#### Excerpted data:
--- START ---

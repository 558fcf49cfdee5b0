//! OpenAI-compatible LLM Provider
//!
//! Talks to any `/chat/completions` endpoint with native function calling.

use std::time::Duration;

use agent_core::{
    error::{AgentError, Result},
    message::{Message, Role},
    provider::{Completion, FinishReason, GenerationOptions, LlmProvider, ModelInfo, TokenUsage},
    tool::{Arguments, ToolCall, ToolSchema},
};
use async_trait::async_trait;
use serde::Deserialize;
use serde_json::{json, Value};

/// OpenAI provider configuration
#[derive(Clone, Debug)]
pub struct OpenAiConfig {
    /// API key sent as a bearer token
    pub api_key: String,

    /// Base URL without the trailing path (e.g. `https://api.openai.com/v1`)
    pub base_url: String,

    /// Request timeout
    pub timeout: Duration,
}

impl OpenAiConfig {
    /// Read `OPENAI_API_KEY` and `OPENAI_BASE_URL`
    pub fn from_env() -> Result<Self> {
        let api_key = std::env::var("OPENAI_API_KEY")
            .map_err(|_| AgentError::Config("OPENAI_API_KEY is not set".into()))?;
        let base_url = std::env::var("OPENAI_BASE_URL")
            .unwrap_or_else(|_| "https://api.openai.com/v1".into());

        Ok(Self {
            api_key,
            base_url: base_url.trim_end_matches('/').to_string(),
            timeout: Duration::from_secs(120),
        })
    }
}

#[derive(Debug, Deserialize)]
struct ChatResponse {
    #[serde(default)]
    model: String,
    choices: Vec<Choice>,
    usage: Option<Usage>,
}

#[derive(Debug, Deserialize)]
struct Choice {
    message: ResponseMessage,
    finish_reason: Option<String>,
}

#[derive(Debug, Deserialize)]
struct ResponseMessage {
    content: Option<String>,
    #[serde(default)]
    tool_calls: Vec<ResponseToolCall>,
}

#[derive(Debug, Deserialize)]
struct ResponseToolCall {
    id: String,
    function: FunctionCall,
}

#[derive(Debug, Deserialize)]
struct FunctionCall {
    name: String,
    /// JSON-encoded argument object
    #[serde(default)]
    arguments: String,
}

#[derive(Debug, Deserialize)]
struct Usage {
    prompt_tokens: u32,
    completion_tokens: u32,
    total_tokens: u32,
}

#[derive(Debug, Deserialize)]
struct ModelList {
    data: Vec<ModelEntry>,
}

#[derive(Debug, Deserialize)]
struct ModelEntry {
    id: String,
}

/// OpenAI-compatible provider
pub struct OpenAiProvider {
    client: reqwest::Client,
    config: OpenAiConfig,
}

impl OpenAiProvider {
    pub fn from_config(config: OpenAiConfig) -> Result<Self> {
        let client = reqwest::Client::builder()
            .timeout(config.timeout)
            .build()
            .map_err(|e| AgentError::Config(e.to_string()))?;
        Ok(Self { client, config })
    }

    pub fn from_env() -> Result<Self> {
        Self::from_config(OpenAiConfig::from_env()?)
    }

    fn convert_message(message: &Message) -> Value {
        match message.role {
            Role::System => json!({ "role": "system", "content": message.text() }),
            Role::User => json!({ "role": "user", "content": message.text() }),
            Role::Assistant if message.has_tool_calls() => {
                let calls: Vec<Value> = message
                    .tool_calls
                    .iter()
                    .map(|c| {
                        json!({
                            "id": c.id,
                            "type": "function",
                            "function": {
                                "name": c.name,
                                "arguments": Value::Object(c.arguments.clone().into_iter().collect()).to_string(),
                            }
                        })
                    })
                    .collect();
                json!({ "role": "assistant", "content": message.content, "tool_calls": calls })
            }
            Role::Assistant => json!({ "role": "assistant", "content": message.text() }),
            Role::ToolResult => json!({
                "role": "tool",
                "tool_call_id": message.tool_call_id,
                "content": message.text(),
            }),
        }
    }

    fn build_body(messages: &[Message], tools: &[ToolSchema], options: &GenerationOptions) -> Value {
        let mut body = json!({
            "model": options.model,
            "messages": messages.iter().map(Self::convert_message).collect::<Vec<_>>(),
            "temperature": options.temperature,
            "top_p": options.top_p,
            "max_tokens": options.max_tokens,
        });

        if !tools.is_empty() {
            body["tools"] = tools
                .iter()
                .map(|t| {
                    json!({
                        "type": "function",
                        "function": {
                            "name": t.name,
                            "description": t.description,
                            "parameters": t.to_json_schema(),
                        }
                    })
                })
                .collect();
        }
        body
    }

    fn convert_completion(response: ChatResponse, requested_model: &str) -> Result<Completion> {
        let choice = response
            .choices
            .into_iter()
            .next()
            .ok_or_else(|| AgentError::ModelCallFailed("response has no choices".into()))?;

        let tool_calls = choice
            .message
            .tool_calls
            .into_iter()
            .map(|c| {
                let call = ToolCall::new(c.function.name).with_id(c.id);
                if c.function.arguments.trim().is_empty() {
                    return call;
                }
                match serde_json::from_str::<Arguments>(&c.function.arguments) {
                    Ok(arguments) => ToolCall { arguments, ..call },
                    Err(e) => {
                        tracing::warn!(tool = %call.name, error = %e, "Unparseable tool arguments");
                        call.with_argument_error(e.to_string())
                    }
                }
            })
            .collect();

        let finish_reason = choice.finish_reason.as_deref().map(|r| match r {
            "length" => FinishReason::Length,
            "tool_calls" | "function_call" => FinishReason::ToolUse,
            "content_filter" => FinishReason::ContentFilter,
            _ => FinishReason::Stop,
        });

        Ok(Completion {
            content: choice.message.content.filter(|c| !c.is_empty()),
            tool_calls,
            model: if response.model.is_empty() {
                requested_model.to_string()
            } else {
                response.model
            },
            usage: response.usage.map(|u| TokenUsage {
                prompt_tokens: u.prompt_tokens,
                completion_tokens: u.completion_tokens,
                total_tokens: u.total_tokens,
            }),
            finish_reason,
        })
    }
}

#[async_trait]
impl LlmProvider for OpenAiProvider {
    fn name(&self) -> &str {
        "openai"
    }

    async fn health_check(&self) -> Result<bool> {
        match self.list_models().await {
            Ok(_) => Ok(true),
            Err(e) => {
                tracing::warn!("OpenAI health check failed: {}", e);
                Ok(false)
            }
        }
    }

    async fn complete(
        &self,
        messages: &[Message],
        tools: &[ToolSchema],
        options: &GenerationOptions,
    ) -> Result<Completion> {
        let url = format!("{}/chat/completions", self.config.base_url);
        let body = Self::build_body(messages, tools, options);

        let response = self
            .client
            .post(&url)
            .bearer_auth(&self.config.api_key)
            .json(&body)
            .send()
            .await
            .map_err(|e| AgentError::ModelCallFailed(format!("Request failed: {}", e)))?;

        if !response.status().is_success() {
            let status = response.status();
            let text = response.text().await.unwrap_or_default();
            return Err(AgentError::ModelCallFailed(format!(
                "HTTP {} from {}: {}",
                status,
                url,
                agent_core::error::truncate_chars(&text, 200)
            )));
        }

        let parsed: ChatResponse = response
            .json()
            .await
            .map_err(|e| AgentError::ModelCallFailed(format!("Failed to parse response: {}", e)))?;

        Self::convert_completion(parsed, &options.model)
    }

    async fn list_models(&self) -> Result<Vec<ModelInfo>> {
        let url = format!("{}/models", self.config.base_url);
        let list: ModelList = self
            .client
            .get(&url)
            .bearer_auth(&self.config.api_key)
            .send()
            .await
            .and_then(reqwest::Response::error_for_status)
            .map_err(|e| AgentError::ModelCallFailed(e.to_string()))?
            .json()
            .await
            .map_err(|e| AgentError::ModelCallFailed(e.to_string()))?;

        Ok(list
            .data
            .into_iter()
            .map(|m| ModelInfo {
                name: m.id.clone(),
                id: m.id,
                context_length: None,
            })
            .collect())
    }
}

--- END ---

#### What this task involves:
In full and word for word, repeat the records.

#### Answer to this problem:
repository 558fcf49cfdee5b0
//! OpenAI-compatible LLM Provider
//!
//! Talks to any `/chat/completions` endpoint with native function calling.

use std::time::Duration;

use agent_core::{
    error::{AgentError, Result},
    message::{Message, Role},
    provider::{Completion, FinishReason, GenerationOptions, LlmProvider, ModelInfo, TokenUsage},
    tool::{Arguments, ToolCall, ToolSchema},
};
use async_trait::async_trait;
use serde::Deserialize;
use serde_json::{json, Value};

/// OpenAI provider configuration
#[derive(Clone, Debug)]
pub struct OpenAiConfig {
    /// API key sent as a bearer token
    pub api_key: String,

    /// Base URL without the trailing path (e.g. `https://api.openai.com/v1`)
    pub base_url: String,

    /// Request timeout
    pub timeout: Duration,
}

impl OpenAiConfig {
    /// Read `OPENAI_API_KEY` and `OPENAI_BASE_URL`
    pub fn from_env() -> Result<Self> {
        let api_key = std::env::var("OPENAI_API_KEY")
            .map_err(|_| AgentError::Config("OPENAI_API_KEY is not set".into()))?;
        let base_url = std::env::var("OPENAI_BASE_URL")
            .unwrap_or_else(|_| "https://api.openai.com/v1".into());

        Ok(Self {
            api_key,
            base_url: base_url.trim_end_matches('/').to_string(),
            timeout: Duration::from_secs(120),
        })
    }
}

#[derive(Debug, Deserialize)]
struct ChatResponse {
    #[serde(default)]
    model: String,
    choices: Vec<Choice>,
    usage: Option<Usage>,
}

#[derive(Debug, Deserialize)]
struct Choice {
    message: ResponseMessage,
    finish_reason: Option<String>,
}

#[derive(Debug, Deserialize)]
struct ResponseMessage {
    content: Option<String>,
    #[serde(default)]
    tool_calls: Vec<ResponseToolCall>,
}

#[derive(Debug, Deserialize)]
struct ResponseToolCall {
    id: String,
    function: FunctionCall,
}

#[derive(Debug, Deserialize)]
struct FunctionCall {
    name: String,
    /// JSON-encoded argument object
    #[serde(default)]
    arguments: String,
}

#[derive(Debug, Deserialize)]
struct Usage {
    prompt_tokens: u32,
    completion_tokens: u32,
    total_tokens: u32,
}

#[derive(Debug, Deserialize)]
struct ModelList {
    data: Vec<ModelEntry>,
}

#[derive(Debug, Deserialize)]
struct ModelEntry {
    id: String,
}

/// OpenAI-compatible provider
pub struct OpenAiProvider {
    client: reqwest::Client,
    config: OpenAiConfig,
}

impl OpenAiProvider {
    pub fn from_config(config: OpenAiConfig) -> Result<Self> {
        let client = reqwest::Client::builder()
            .timeout(config.timeout)
            .build()
            .map_err(|e| AgentError::Config(e.to_string()))?;
        Ok(Self { client, config })
    }

    pub fn from_env() -> Result<Self> {
        Self::from_config(OpenAiConfig::from_env()?)
    }

    fn convert_message(message: &Message) -> Value {
        match message.role {
            Role::System => json!({ "role": "system", "content": message.text() }),
            Role::User => json!({ "role": "user", "content": message.text() }),
            Role::Assistant if message.has_tool_calls() => {
                let calls: Vec<Value> = message
                    .tool_calls
                    .iter()
                    .map(|c| {
                        json!({
                            "id": c.id,
                            "type": "function",
                            "function": {
                                "name": c.name,
                                "arguments": Value::Object(c.arguments.clone().into_iter().collect()).to_string(),
                            }
                        })
                    })
                    .collect();
                json!({ "role": "assistant", "content": message.content, "tool_calls": calls })
            }
            Role::Assistant => json!({ "role": "assistant", "content": message.text() }),
            Role::ToolResult => json!({
                "role": "tool",
                "tool_call_id": message.tool_call_id,
                "content": message.text(),
            }),
        }
    }

    fn build_body(messages: &[Message], tools: &[ToolSchema], options: &GenerationOptions) -> Value {
        let mut body = json!({
            "model": options.model,
            "messages": messages.iter().map(Self::convert_message).collect::<Vec<_>>(),
            "temperature": options.temperature,
            "top_p": options.top_p,
            "max_tokens": options.max_tokens,
        });

        if !tools.is_empty() {
            body["tools"] = tools
                .iter()
                .map(|t| {
                    json!({
                        "type": "function",
                        "function": {
                            "name": t.name,
                            "description": t.description,
                            "parameters": t.to_json_schema(),
                        }
                    })
                })
                .collect();
        }
        body
    }

    fn convert_completion(response: ChatResponse, requested_model: &str) -> Result<Completion> {
        let choice = response
            .choices
            .into_iter()
            .next()
            .ok_or_else(|| AgentError::ModelCallFailed("response has no choices".into()))?;

        let tool_calls = choice
            .message
            .tool_calls
            .into_iter()
            .map(|c| {
                let call = ToolCall::new(c.function.name).with_id(c.id);
                if c.function.arguments.trim().is_empty() {
                    return call;
                }
                match serde_json::from_str::<Arguments>(&c.function.arguments) {
                    Ok(arguments) => ToolCall { arguments, ..call },
                    Err(e) => {
                        tracing::warn!(tool = %call.name, error = %e, "Unparseable tool arguments");
                        call.with_argument_error(e.to_string())
                    }
                }
            })
            .collect();

        let finish_reason = choice.finish_reason.as_deref().map(|r| match r {
            "length" => FinishReason::Length,
            "tool_calls" | "function_call" => FinishReason::ToolUse,
            "content_filter" => FinishReason::ContentFilter,
            _ => FinishReason::Stop,
        });

        Ok(Completion {
            content: choice.message.content.filter(|c| !c.is_empty()),
            tool_calls,
            model: if response.model.is_empty() {
                requested_model.to_string()
            } else {
                response.model
            },
            usage: response.usage.map(|u| TokenUsage {
                prompt_tokens: u.prompt_tokens,
                completion_tokens: u.completion_tokens,
                total_tokens: u.total_tokens,
            }),
            finish_reason,
        })
    }
}

#[async_trait]
impl LlmProvider for OpenAiProvider {
    fn name(&self) -> &str {
        "openai"
    }

    async fn health_check(&self) -> Result<bool> {
        match self.list_models().await {
            Ok(_) => Ok(true),
            Err(e) => {
                tracing::warn!("OpenAI health check failed: {}", e);
                Ok(false)
            }
        }
    }

    async fn complete(
        &self,
        messages: &[Message],
        tools: &[ToolSchema],
        options: &GenerationOptions,
    ) -> Result<Completion> {
        let url = format!("{}/chat/completions", self.config.base_url);
        let body = Self::build_body(messages, tools, options);

        let response = self
            .client
            .post(&url)
            .bearer_auth(&self.config.api_key)
            .json(&body)
            .send()
            .await
            .map_err(|e| AgentError::ModelCallFailed(format!("Request failed: {}", e)))?;

        if !response.status().is_success() {
            let status = response.status();
            let text = response.text().await.unwrap_or_default();
            return Err(AgentError::ModelCallFailed(format!(
                "HTTP {} from {}: {}",
                status,
                url,
                agent_core::error::truncate_chars(&text, 200)
            )));
        }

        let parsed: ChatResponse = response
            .json()
            .await
            .map_err(|e| AgentError::ModelCallFailed(format!("Failed to parse response: {}", e)))?;

        Self::convert_completion(parsed, &options.model)
    }

    async fn list_models(&self) -> Result<Vec<ModelInfo>> {
        let url = format!("{}/models", self.config.base_url);
        let list: ModelList = self
            .client
            .get(&url)
            .bearer_auth(&self.config.api_key)
            .send()
            .await
            .and_then(reqwest::Response::error_for_status)
            .map_err(|e| AgentError::ModelCallFailed(e.to_string()))?
            .json()
            .await
            .map_err(|e| AgentError::ModelCallFailed(e.to_string()))?;

        Ok(list
            .data
            .into_iter()
            .map(|m| ModelInfo {
                name: m.id.clone(),
                id: m.id,
                context_length: None,
            })
            .collect())
    }
}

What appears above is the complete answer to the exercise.